(Source data)

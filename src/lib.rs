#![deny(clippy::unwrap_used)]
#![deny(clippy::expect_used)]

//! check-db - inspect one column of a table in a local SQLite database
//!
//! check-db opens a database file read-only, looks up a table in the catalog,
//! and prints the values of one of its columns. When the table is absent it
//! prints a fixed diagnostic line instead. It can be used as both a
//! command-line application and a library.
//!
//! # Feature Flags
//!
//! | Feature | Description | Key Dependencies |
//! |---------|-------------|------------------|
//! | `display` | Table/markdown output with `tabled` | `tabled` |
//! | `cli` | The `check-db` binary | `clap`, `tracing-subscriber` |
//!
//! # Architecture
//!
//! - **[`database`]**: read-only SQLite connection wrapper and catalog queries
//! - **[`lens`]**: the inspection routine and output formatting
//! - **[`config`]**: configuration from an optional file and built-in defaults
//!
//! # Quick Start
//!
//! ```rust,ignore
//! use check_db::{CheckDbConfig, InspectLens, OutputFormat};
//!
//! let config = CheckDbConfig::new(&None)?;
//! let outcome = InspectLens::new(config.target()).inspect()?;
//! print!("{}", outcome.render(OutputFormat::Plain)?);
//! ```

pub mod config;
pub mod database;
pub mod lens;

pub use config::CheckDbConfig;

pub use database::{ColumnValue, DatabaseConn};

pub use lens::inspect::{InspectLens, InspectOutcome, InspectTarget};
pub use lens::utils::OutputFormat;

(End Source data)

**Problem to solve**
Every line from the start of the listing through the line with "and output formatting" should be reproduced exactly, and no other line.

**Task answer**
filename src/lib.rs
#![deny(clippy::unwrap_used)]
#![deny(clippy::expect_used)]

//! check-db - inspect one column of a table in a local SQLite database
//!
//! check-db opens a database file read-only, looks up a table in the catalog,
//! and prints the values of one of its columns. When the table is absent it
//! prints a fixed diagnostic line instead. It can be used as both a
//! command-line application and a library.
//!
//! # Feature Flags
//!
//! | Feature | Description | Key Dependencies |
//! |---------|-------------|------------------|
//! | `display` | Table/markdown output with `tabled` | `tabled` |
//! | `cli` | The `check-db` binary | `clap`, `tracing-subscriber` |
//!
//! # Architecture
//!
//! - **[`database`]**: read-only SQLite connection wrapper and catalog queries
//! - **[`lens`]**: the inspection routine and output formatting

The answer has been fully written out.